[Opening GIVEN ENTRIES section]

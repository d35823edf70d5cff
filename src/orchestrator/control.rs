//! Session control: submission, pause/resume/stop, queue editing and status.

use std::sync::atomic::Ordering;

use crate::error::{Error, QueueError, Result};
use crate::job::Job;
use crate::types::{
    Counters, CurrentJobInfo, Event, HistoryEntry, JobId, Payload, Priority, SessionStatus,
};

use super::{Orchestrator, front_priority, lock};

impl Orchestrator {
    /// Queue a batch of purchases for download
    ///
    /// Each payload becomes a [`Job`] at `priority` (or the configured default
    /// priority). The whole batch is enqueued with a single re-sort, the session
    /// is marked active and the drain loop is started.
    ///
    /// # Errors
    ///
    /// Returns [`Error::ShuttingDown`] once `shutdown()` has begun.
    ///
    /// # Examples
    ///
    /// ```no_run
    /// # use collection_dl::*;
    /// # async fn example(orchestrator: Orchestrator) -> Result<()> {
    /// let ids = orchestrator
    ///     .submit(
    ///         vec![Payload::new(
    ///             "Album",
    ///             "Artist",
    ///             "https://artist.bandcamp.com/album/album",
    ///         )],
    ///         None,
    ///     )
    ///     .await?;
    /// assert_eq!(ids.len(), 1);
    /// # Ok(())
    /// # }
    /// ```
    pub async fn submit(
        &self,
        payloads: Vec<Payload>,
        priority: Option<Priority>,
    ) -> Result<Vec<JobId>> {
        if !self.session.accepting_new.load(Ordering::SeqCst) {
            return Err(Error::ShuttingDown);
        }
        if payloads.is_empty() {
            return Ok(Vec::new());
        }

        let priority = priority.unwrap_or(self.config.orchestrator.default_priority);
        let jobs: Vec<(Job, Priority)> = payloads
            .iter()
            .cloned()
            .map(|payload| {
                (
                    Job::new(payload).with_max_retries(self.config.retry.max_retries),
                    priority,
                )
            })
            .collect();
        let titles: Vec<String> = payloads.iter().map(|p| p.title.clone()).collect();

        let ids = self.queue.lock().await.enqueue_batch(jobs);
        lock(&self.session.payloads).extend(payloads);
        self.session.is_active.store(true, Ordering::SeqCst);

        tracing::info!(count = ids.len(), priority, "Jobs submitted");
        for (id, title) in ids.iter().zip(titles) {
            self.emit_event(Event::JobQueued {
                id: id.clone(),
                title,
                priority,
            });
        }

        self.persist().await;
        self.kick();
        Ok(ids)
    }

    /// Stop starting new jobs
    ///
    /// Cooperative: the job in flight (if any) runs to its outcome. Use
    /// [`Orchestrator::pause_and_cancel`] to abort it as well.
    pub async fn pause(&self) {
        self.queue.lock().await.pause();
        tracing::info!("Session paused");
        self.emit_event(Event::Paused);
        self.persist().await;
    }

    /// Pause and abort the job in flight
    ///
    /// The in-flight job is put back at the front of the queue with its
    /// progress cleared *before* the executor is cancelled, so no work is
    /// lost. Neither counter changes. Returns whether a job was in flight.
    pub async fn pause_and_cancel(&self) -> bool {
        let cancelled = {
            let mut queue = self.queue.lock().await;
            queue.pause();

            let in_flight = lock(&self.session.in_flight)
                .as_ref()
                .map(|current| (current.job.clone(), current.cancel.clone()));

            match in_flight {
                Some((mut job, cancel)) => {
                    if job.requeue() {
                        let priority = front_priority(&queue, job.priority);
                        tracing::debug!(job_id = %job.id, priority, "Re-queueing in-flight job before cancel");
                        queue.enqueue(job, priority);
                    }
                    cancel.cancel();
                    true
                }
                None => false,
            }
        };

        tracing::info!(cancelled_in_flight = cancelled, "Session paused");
        self.emit_event(Event::Paused);
        self.persist().await;
        cancelled
    }

    /// Resume draining after a pause
    pub async fn resume(&self) {
        let has_work = {
            let mut queue = self.queue.lock().await;
            queue.resume();
            !queue.is_empty()
        };
        if has_work {
            self.session.is_active.store(true, Ordering::SeqCst);
        }

        tracing::info!(has_work, "Session resumed");
        self.emit_event(Event::Resumed);
        self.persist().await;
        self.kick();
    }

    /// Destructive stop: cancel in-flight work, drop pending retries, clear
    /// the queue and reset the counters
    ///
    /// Unlike pause this is not resumable; the cancelled job is not re-queued.
    pub async fn stop(&self) {
        self.session.is_active.store(false, Ordering::SeqCst);

        {
            let mut queue = self.queue.lock().await;
            if let Some(current) = lock(&self.session.in_flight).as_ref() {
                current.cancel.cancel();
            }
            for (_, retry) in lock(&self.session.pending_retries).drain() {
                retry.task.cancel();
            }
            queue.clear();
        }

        self.session.completed.store(0, Ordering::SeqCst);
        self.session.failed.store(0, Ordering::SeqCst);
        lock(&self.session.payloads).clear();

        tracing::info!("Session stopped and cleared");
        self.emit_event(Event::Stopped);
        self.emit_counters();
        self.persist().await;
    }

    /// Remove a queued job, or drop a failed job that is waiting for its retry
    ///
    /// The job is recorded in history as cancelled.
    ///
    /// # Errors
    ///
    /// Returns `QueueError::NotFound` if the job is neither queued nor
    /// waiting for a retry.
    pub async fn remove(&self, id: &JobId) -> Result<()> {
        let removed = {
            let mut queue = self.queue.lock().await;
            match queue.remove(id) {
                Some(job) => Some(job),
                None => lock(&self.session.pending_retries)
                    .remove(id)
                    .map(|retry| {
                        retry.task.cancel();
                        retry.job
                    }),
            }
        };
        let Some(mut job) = removed else {
            return Err(QueueError::NotFound(id.clone()).into());
        };

        job.cancel();
        tracing::info!(job_id = %id, "Job removed");
        self.record_history(&job).await;
        self.emit_event(Event::JobRemoved { id: id.clone() });
        self.persist().await;
        Ok(())
    }

    /// Change a queued job's priority
    pub async fn reorder(&self, id: &JobId, priority: Priority) -> Result<()> {
        self.queue.lock().await.reorder(id, priority)?;
        tracing::debug!(job_id = %id, priority, "Job reordered");
        self.persist().await;
        Ok(())
    }

    /// Move a queued job to an absolute position (0 = next to run)
    pub async fn move_to_position(&self, id: &JobId, index: usize) -> Result<()> {
        self.queue.lock().await.move_to_position(id, index)?;
        tracing::debug!(job_id = %id, index, "Job moved");
        self.persist().await;
        Ok(())
    }

    /// Point-in-time view of counters, flags, queue and the job in flight
    pub async fn status(&self) -> SessionStatus {
        let stats = self.queue.lock().await.stats();
        let current = lock(&self.session.in_flight)
            .as_ref()
            .map(|current| CurrentJobInfo {
                id: current.job.id.clone(),
                title: current.job.payload.title.clone(),
                artist: current.job.payload.artist.clone(),
                status: current.job.status,
                status_text: current.job.status_text(),
                percent_complete: current.job.progress.percent_complete,
            });

        SessionStatus {
            counters: self.session.counters(),
            is_active: self.session.is_active.load(Ordering::SeqCst),
            is_paused: stats.is_paused,
            queue: stats,
            current,
            pending_retries: self.session.pending_retry_count(),
        }
    }

    /// Completed and failed counters
    pub fn counters(&self) -> Counters {
        self.session.counters()
    }

    /// Jobs waiting in the queue, in dequeue order
    pub async fn queued_jobs(&self) -> Vec<Job> {
        self.queue
            .lock()
            .await
            .items()
            .iter()
            .map(|item| item.job.clone())
            .collect()
    }

    /// Most recent jobs that left the system, newest first
    pub async fn history(&self, limit: usize) -> Result<Vec<HistoryEntry>> {
        self.db.query_history(None, limit, 0).await
    }

    /// Delete all history records; returns how many were removed
    pub async fn clear_history(&self) -> Result<u64> {
        let removed = self.db.clear_history().await?;
        tracing::info!(removed, "History cleared");
        Ok(removed)
    }
}
//! Startup and shutdown coordination.

use std::sync::atomic::Ordering;
use std::time::Duration;

use crate::error::Result;
use crate::types::Event;

use super::{Orchestrator, front_priority, lock};

/// How long shutdown waits for the drain loop to wind down
const SHUTDOWN_TIMEOUT: Duration = Duration::from_secs(30);

/// Poll interval while waiting for the drain loop
const SHUTDOWN_POLL_INTERVAL: Duration = Duration::from_millis(50);

impl Orchestrator {
    /// Gracefully shut down the orchestrator
    ///
    /// This method performs a graceful shutdown sequence:
    /// 1. Stops accepting new submissions and new dequeues
    /// 2. Re-queues the in-flight job at the front, then cancels it
    /// 3. Moves failed jobs waiting for a backoff timer back into the queue
    /// 4. Waits for the drain loop to stop (30 second timeout)
    /// 5. Persists final state and marks the shutdown as clean
    ///
    /// The session keeps its active flag, so the next process resumes
    /// draining on its own.
    ///
    /// # Errors
    ///
    /// Returns an error if marking the clean shutdown fails. Every other step
    /// is attempted regardless.
    pub async fn shutdown(&self) -> Result<()> {
        tracing::info!("Initiating graceful shutdown");

        // 1. Stop accepting new work
        self.session.accepting_new.store(false, Ordering::SeqCst);

        // 2 + 3. Re-queue everything that would otherwise be lost
        {
            let mut queue = self.queue.lock().await;

            let in_flight = lock(&self.session.in_flight)
                .as_ref()
                .map(|current| (current.job.clone(), current.cancel.clone()));
            if let Some((mut job, cancel)) = in_flight {
                if job.requeue() {
                    let priority = front_priority(&queue, job.priority);
                    queue.enqueue(job, priority);
                }
                cancel.cancel();
                tracing::info!("Cancelled in-flight job for shutdown");
            }

            let retries: Vec<_> = lock(&self.session.pending_retries).drain().collect();
            for (id, retry) in retries {
                retry.task.cancel();
                let mut job = retry.job;
                job.increment_retry();
                let priority = job.priority.saturating_add(1);
                tracing::debug!(job_id = %id, priority, "Re-queueing pending retry for shutdown");
                queue.enqueue(job, priority);
            }
        }

        // 4. Wait for the drain loop
        match tokio::time::timeout(SHUTDOWN_TIMEOUT, self.wait_for_drain_loop()).await {
            Ok(()) => tracing::info!("Drain loop stopped"),
            Err(_) => {
                tracing::warn!("Timeout waiting for the drain loop, proceeding with shutdown")
            }
        }

        // 5. Persist final state
        self.persist().await;
        tracing::info!("Final state persisted to database");

        self.db.set_clean_shutdown().await.inspect_err(|e| {
            tracing::error!(error = %e, "Failed to mark clean shutdown in database");
        })?;

        self.emit_event(Event::Shutdown);
        tracing::info!("Graceful shutdown complete");
        Ok(())
    }

    async fn wait_for_drain_loop(&self) {
        while self.session.processing.load(Ordering::SeqCst) {
            tokio::time::sleep(SHUTDOWN_POLL_INTERVAL).await;
        }
    }
}
//! History management operations.

use crate::job::JobStatus;
use crate::types::HistoryEntry;
use crate::{Error, Result};

use super::{Database, HistoryRow, NewHistoryEntry};

impl Database {
    /// Record a job that left the system
    pub async fn insert_history(&self, entry: &NewHistoryEntry) -> Result<i64> {
        let result = sqlx::query(
            r#"
            INSERT INTO job_history (
                job_id, title, artist, source_url, status,
                error_message, retry_count, filename, finished_at
            )
            VALUES (?, ?, ?, ?, ?, ?, ?, ?, ?)
            "#,
        )
        .bind(&entry.job_id)
        .bind(&entry.title)
        .bind(&entry.artist)
        .bind(&entry.source_url)
        .bind(entry.status.to_string())
        .bind(&entry.error_message)
        .bind(i64::from(entry.retry_count))
        .bind(&entry.filename)
        .bind(entry.finished_at)
        .execute(&self.pool)
        .await
        .map_err(Error::Sqlx)?;

        Ok(result.last_insert_rowid())
    }

    /// Query history, most recent first, with an optional status filter
    pub async fn query_history(
        &self,
        status_filter: Option<JobStatus>,
        limit: usize,
        offset: usize,
    ) -> Result<Vec<HistoryEntry>> {
        let query = if let Some(status) = status_filter {
            sqlx::query_as::<_, HistoryRow>(
                r#"
                SELECT id, job_id, title, artist, source_url, status,
                       error_message, retry_count, filename, finished_at
                FROM job_history
                WHERE status = ?
                ORDER BY finished_at DESC, id DESC
                LIMIT ? OFFSET ?
                "#,
            )
            .bind(status.to_string())
            .bind(limit as i64)
            .bind(offset as i64)
        } else {
            sqlx::query_as::<_, HistoryRow>(
                r#"
                SELECT id, job_id, title, artist, source_url, status,
                       error_message, retry_count, filename, finished_at
                FROM job_history
                ORDER BY finished_at DESC, id DESC
                LIMIT ? OFFSET ?
                "#,
            )
            .bind(limit as i64)
            .bind(offset as i64)
        };

        let rows = query.fetch_all(&self.pool).await.map_err(Error::Sqlx)?;

        Ok(rows.into_iter().map(HistoryEntry::from).collect())
    }

    /// Count history entries (optionally filtered by status)
    pub async fn count_history(&self, status_filter: Option<JobStatus>) -> Result<i64> {
        let count = if let Some(status) = status_filter {
            sqlx::query_scalar::<_, i64>("SELECT COUNT(*) FROM job_history WHERE status = ?")
                .bind(status.to_string())
                .fetch_one(&self.pool)
                .await
                .map_err(Error::Sqlx)?
        } else {
            sqlx::query_scalar::<_, i64>("SELECT COUNT(*) FROM job_history")
                .fetch_one(&self.pool)
                .await
                .map_err(Error::Sqlx)?
        };

        Ok(count)
    }

    /// Clear all history
    ///
    /// Returns the number of records deleted.
    pub async fn clear_history(&self) -> Result<u64> {
        let result = sqlx::query("DELETE FROM job_history")
            .execute(&self.pool)
            .await
            .map_err(Error::Sqlx)?;

        Ok(result.rows_affected())
    }
}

[Closing GIVEN ENTRIES section]

• _EXERCISE PROMPT_:
From the records above, transcribe without alteration every line from the one with "job.cancel();" to the one with "pub async fn reorder(&self, id: &JobId, priority: Priority)", inclusive.

• _OUTPUT FOR THIS TASK_:
        job.cancel();
        tracing::info!(job_id = %id, "Job removed");
        self.record_history(&job).await;
        self.emit_event(Event::JobRemoved { id: id.clone() });
        self.persist().await;
        Ok(())
    }

    /// Change a queued job's priority
    pub async fn reorder(&self, id: &JobId, priority: Priority) -> Result<()> {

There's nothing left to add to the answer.